AIM OF THE EXERCISE | All the data should be printed again exactly as written.

Source data |

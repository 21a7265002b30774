//! Integration tests for the update-resolution queries.

mod common;

use axum::http::StatusCode;
use common::{TestServer, expected_link, json_request};
use serde_json::json;

/// Seed the S1 scenario: three nightly releases, the newest unpublished.
async fn seed_nightly(server: &TestServer, token: &str) {
    server.seed_taxonomy(token).await;

    for (version, publish, critical, changelog) in [
        ("0.0.1.137", true, false, ""),
        ("0.0.2.137", true, true, "### Changelog"),
        ("0.0.3.137", false, false, ""),
    ] {
        let data = format!(
            "{{\"app_name\": \"testapp\", \"version\": \"{version}\", \"channel\": \"nightly\", \
             \"platform\": \"universalPlatform\", \"arch\": \"universalArch\", \
             \"publish\": {publish}, \"critical\": {critical}, \"changelog\": \"{changelog}\"}}"
        );
        let (status, body) = server
            .upload(token, &data, &[("testapp.dmg", b"dmg"), ("testapp.pkg", b"pkg")])
            .await;
        assert_eq!(status, StatusCode::OK, "seed upload failed: {body}");
    }
}

fn nightly_link(version: &str, extension: &str) -> String {
    expected_link(&format!(
        "testapp/nightly/universalPlatform/universalArch/testapp-{version}.{extension}"
    ))
}

#[tokio::test]
async fn latest_returns_highest_published_version() {
    let server = TestServer::new().await;
    let token = server.auth_token().await;
    seed_nightly(&server, &token).await;

    let (status, body) = json_request(
        &server.router,
        "GET",
        "/apps/latest?app_name=testapp&channel=nightly&platform=universalPlatform&arch=universalArch",
        None,
        None,
    )
    .await;
    assert_eq!(status, StatusCode::OK);
    assert_eq!(
        body,
        json!({
            "nightly": {
                "universalPlatform": {
                    "universalArch": {
                        "dmg": {"url": nightly_link("0.0.2.137", "dmg")},
                        "pkg": {"url": nightly_link("0.0.2.137", "pkg")},
                    }
                }
            }
        })
    );
}

#[tokio::test]
async fn latest_with_no_candidates_is_empty() {
    let server = TestServer::new().await;
    let token = server.auth_token().await;
    server.seed_taxonomy(&token).await;

    let (status, body) = json_request(
        &server.router,
        "GET",
        "/apps/latest?app_name=testapp&channel=nightly&platform=universalPlatform&arch=universalArch",
        None,
        None,
    )
    .await;
    assert_eq!(status, StatusCode::OK);
    assert_eq!(body, json!({}));
}

#[tokio::test]
async fn latest_requires_gated_dimensions() {
    let server = TestServer::new().await;
    let token = server.auth_token().await;
    server.seed_taxonomy(&token).await;

    let (status, body) = json_request(
        &server.router,
        "GET",
        "/apps/latest?app_name=testapp&platform=universalPlatform&arch=universalArch",
        None,
        None,
    )
    .await;
    assert_eq!(status, StatusCode::BAD_REQUEST);
    assert_eq!(
        body,
        json!({"error": "you have a created channels, setting channel is required"})
    );
}

#[tokio::test]
async fn check_from_older_version_offers_update() {
    let server = TestServer::new().await;
    let token = server.auth_token().await;
    seed_nightly(&server, &token).await;

    let (status, body) = json_request(
        &server.router,
        "GET",
        "/checkVersion?app_name=testapp&version=0.0.1.137&channel=nightly&platform=universalPlatform&arch=universalArch",
        None,
        None,
    )
    .await;
    assert_eq!(status, StatusCode::OK);
    assert_eq!(
        body,
        json!({
            "update_available": true,
            "critical": true,
            "changelog": "### Changelog\n",
            "update_url_dmg": nightly_link("0.0.2.137", "dmg"),
            "update_url_pkg": nightly_link("0.0.2.137", "pkg"),
        })
    );
}

#[tokio::test]
async fn check_at_latest_version_still_returns_urls() {
    let server = TestServer::new().await;
    let token = server.auth_token().await;
    seed_nightly(&server, &token).await;

    let (status, body) = json_request(
        &server.router,
        "GET",
        "/checkVersion?app_name=testapp&version=0.0.2.137&channel=nightly&platform=universalPlatform&arch=universalArch",
        None,
        None,
    )
    .await;
    assert_eq!(status, StatusCode::OK);
    assert_eq!(
        body,
        json!({
            "update_available": false,
            "update_url_dmg": nightly_link("0.0.2.137", "dmg"),
            "update_url_pkg": nightly_link("0.0.2.137", "pkg"),
        })
    );
}

#[tokio::test]
async fn check_newer_than_latest_is_an_error() {
    let server = TestServer::new().await;
    let token = server.auth_token().await;
    seed_nightly(&server, &token).await;

    let (status, body) = json_request(
        &server.router,
        "GET",
        "/checkVersion?app_name=testapp&version=0.0.3.137&channel=nightly&platform=universalPlatform&arch=universalArch",
        None,
        None,
    )
    .await;
    assert_eq!(status, StatusCode::INTERNAL_SERVER_ERROR);
    assert_eq!(
        body,
        json!({"error": "requested version 0.0.3.137 is newer than the latest version available"})
    );
}

#[tokio::test]
async fn check_with_no_candidates_reports_not_found() {
    let server = TestServer::new().await;
    let token = server.auth_token().await;
    server.seed_taxonomy(&token).await;

    let (status, body) = json_request(
        &server.router,
        "GET",
        "/checkVersion?app_name=testapp&version=0.0.1.137&channel=nightly&platform=universalPlatform&arch=universalArch",
        None,
        None,
    )
    .await;
    assert_eq!(status, StatusCode::OK);
    assert_eq!(body, json!({"update_available": false, "error": "Not found"}));
}

#[tokio::test]
async fn check_rejects_malformed_version() {
    let server = TestServer::new().await;
    let token = server.auth_token().await;
    server.seed_taxonomy(&token).await;

    let (status, _) = json_request(
        &server.router,
        "GET",
        "/checkVersion?app_name=testapp&version=abc&channel=nightly&platform=universalPlatform&arch=universalArch",
        None,
        None,
    )
    .await;
    assert_eq!(status, StatusCode::BAD_REQUEST);
}

#[tokio::test]
async fn search_lists_published_and_unpublished_releases() {
    let server = TestServer::new().await;
    let token = server.auth_token().await;
    seed_nightly(&server, &token).await;

    let (status, body) = json_request(
        &server.router,
        "GET",
        "/search?app_name=testapp",
        None,
        Some(&token),
    )
    .await;
    assert_eq!(status, StatusCode::OK);

    let apps = body["apps"].as_array().unwrap();
    assert_eq!(apps.len(), 3);
    assert_eq!(apps[0]["Version"], "0.0.1.137");
    assert_eq!(apps[1]["Version"], "0.0.2.137");
    assert_eq!(apps[2]["Version"], "0.0.3.137");
    assert_eq!(apps[1]["Critical"], true);
    assert_eq!(apps[2]["Published"], false);
    assert_eq!(apps[1]["Changelog"][0]["Changes"], "### Changelog");

    let artifacts = apps[0]["Artifacts"].as_array().unwrap();
    assert_eq!(artifacts.len(), 2);
    assert_eq!(artifacts[0]["Package"], ".dmg");
    assert_eq!(artifacts[1]["Package"], ".pkg");
}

EXERCISE RESULT |
repository 21a7265002b30774
//! Integration tests for the update-resolution queries.

mod common;

use axum::http::StatusCode;
use common::{TestServer, expected_link, json_request};
use serde_json::json;

/// Seed the S1 scenario: three nightly releases, the newest unpublished.
async fn seed_nightly(server: &TestServer, token: &str) {
    server.seed_taxonomy(token).await;

    for (version, publish, critical, changelog) in [
        ("0.0.1.137", true, false, ""),
        ("0.0.2.137", true, true, "### Changelog"),
        ("0.0.3.137", false, false, ""),
    ] {
        let data = format!(
            "{{\"app_name\": \"testapp\", \"version\": \"{version}\", \"channel\": \"nightly\", \
             \"platform\": \"universalPlatform\", \"arch\": \"universalArch\", \
             \"publish\": {publish}, \"critical\": {critical}, \"changelog\": \"{changelog}\"}}"
        );
        let (status, body) = server
            .upload(token, &data, &[("testapp.dmg", b"dmg"), ("testapp.pkg", b"pkg")])
            .await;
        assert_eq!(status, StatusCode::OK, "seed upload failed: {body}");
    }
}

fn nightly_link(version: &str, extension: &str) -> String {
    expected_link(&format!(
        "testapp/nightly/universalPlatform/universalArch/testapp-{version}.{extension}"
    ))
}

#[tokio::test]
async fn latest_returns_highest_published_version() {
    let server = TestServer::new().await;
    let token = server.auth_token().await;
    seed_nightly(&server, &token).await;

    let (status, body) = json_request(
        &server.router,
        "GET",
        "/apps/latest?app_name=testapp&channel=nightly&platform=universalPlatform&arch=universalArch",
        None,
        None,
    )
    .await;
    assert_eq!(status, StatusCode::OK);
    assert_eq!(
        body,
        json!({
            "nightly": {
                "universalPlatform": {
                    "universalArch": {
                        "dmg": {"url": nightly_link("0.0.2.137", "dmg")},
                        "pkg": {"url": nightly_link("0.0.2.137", "pkg")},
                    }
                }
            }
        })
    );
}

#[tokio::test]
async fn latest_with_no_candidates_is_empty() {
    let server = TestServer::new().await;
    let token = server.auth_token().await;
    server.seed_taxonomy(&token).await;

    let (status, body) = json_request(
        &server.router,
        "GET",
        "/apps/latest?app_name=testapp&channel=nightly&platform=universalPlatform&arch=universalArch",
        None,
        None,
    )
    .await;
    assert_eq!(status, StatusCode::OK);
    assert_eq!(body, json!({}));
}

#[tokio::test]
async fn latest_requires_gated_dimensions() {
    let server = TestServer::new().await;
    let token = server.auth_token().await;
    server.seed_taxonomy(&token).await;

    let (status, body) = json_request(
        &server.router,
        "GET",
        "/apps/latest?app_name=testapp&platform=universalPlatform&arch=universalArch",
        None,
        None,
    )
    .await;
    assert_eq!(status, StatusCode::BAD_REQUEST);
    assert_eq!(
        body,
        json!({"error": "you have a created channels, setting channel is required"})
    );
}

#[tokio::test]
async fn check_from_older_version_offers_update() {
    let server = TestServer::new().await;
    let token = server.auth_token().await;
    seed_nightly(&server, &token).await;

    let (status, body) = json_request(
        &server.router,
        "GET",
        "/checkVersion?app_name=testapp&version=0.0.1.137&channel=nightly&platform=universalPlatform&arch=universalArch",
        None,
        None,
    )
    .await;
    assert_eq!(status, StatusCode::OK);
    assert_eq!(
        body,
        json!({
            "update_available": true,
            "critical": true,
            "changelog": "### Changelog\n",
            "update_url_dmg": nightly_link("0.0.2.137", "dmg"),
            "update_url_pkg": nightly_link("0.0.2.137", "pkg"),
        })
    );
}

#[tokio::test]
async fn check_at_latest_version_still_returns_urls() {
    let server = TestServer::new().await;
    let token = server.auth_token().await;
    seed_nightly(&server, &token).await;

    let (status, body) = json_request(
        &server.router,
        "GET",
        "/checkVersion?app_name=testapp&version=0.0.2.137&channel=nightly&platform=universalPlatform&arch=universalArch",
        None,
        None,
    )
    .await;
    assert_eq!(status, StatusCode::OK);
    assert_eq!(
        body,
        json!({
            "update_available": false,
            "update_url_dmg": nightly_link("0.0.2.137", "dmg"),
            "update_url_pkg": nightly_link("0.0.2.137", "pkg"),
        })
    );
}

#[tokio::test]
async fn check_newer_than_latest_is_an_error() {
    let server = TestServer::new().await;
    let token = server.auth_token().await;
    seed_nightly(&server, &token).await;

    let (status, body) = json_request(
        &server.router,
        "GET",
        "/checkVersion?app_name=testapp&version=0.0.3.137&channel=nightly&platform=universalPlatform&arch=universalArch",
        None,
        None,
    )
    .await;
    assert_eq!(status, StatusCode::INTERNAL_SERVER_ERROR);
    assert_eq!(
        body,
        json!({"error": "requested version 0.0.3.137 is newer than the latest version available"})
    );
}

#[tokio::test]
async fn check_with_no_candidates_reports_not_found() {
    let server = TestServer::new().await;
    let token = server.auth_token().await;
    server.seed_taxonomy(&token).await;

    let (status, body) = json_request(
        &server.router,
        "GET",
        "/checkVersion?app_name=testapp&version=0.0.1.137&channel=nightly&platform=universalPlatform&arch=universalArch",
        None,
        None,
    )
    .await;
    assert_eq!(status, StatusCode::OK);
    assert_eq!(body, json!({"update_available": false, "error": "Not found"}));
}

#[tokio::test]
async fn check_rejects_malformed_version() {
    let server = TestServer::new().await;
    let token = server.auth_token().await;
    server.seed_taxonomy(&token).await;

    let (status, _) = json_request(
        &server.router,
        "GET",
        "/checkVersion?app_name=testapp&version=abc&channel=nightly&platform=universalPlatform&arch=universalArch",
        None,
        None,
    )
    .await;
    assert_eq!(status, StatusCode::BAD_REQUEST);
}

#[tokio::test]
async fn search_lists_published_and_unpublished_releases() {
    let server = TestServer::new().await;
    let token = server.auth_token().await;
    seed_nightly(&server, &token).await;

    let (status, body) = json_request(
        &server.router,
        "GET",
        "/search?app_name=testapp",
        None,
        Some(&token),
    )
    .await;
    assert_eq!(status, StatusCode::OK);

    let apps = body["apps"].as_array().unwrap();
    assert_eq!(apps.len(), 3);
    assert_eq!(apps[0]["Version"], "0.0.1.137");
    assert_eq!(apps[1]["Version"], "0.0.2.137");
    assert_eq!(apps[2]["Version"], "0.0.3.137");
    assert_eq!(apps[1]["Critical"], true);
    assert_eq!(apps[2]["Published"], false);
    assert_eq!(apps[1]["Changelog"][0]["Changes"], "### Changelog");

    let artifacts = apps[0]["Artifacts"].as_array().unwrap();
    assert_eq!(artifacts.len(), 2);
    assert_eq!(artifacts[0]["Package"], ".dmg");
    assert_eq!(artifacts[1]["Package"], ".pkg");
}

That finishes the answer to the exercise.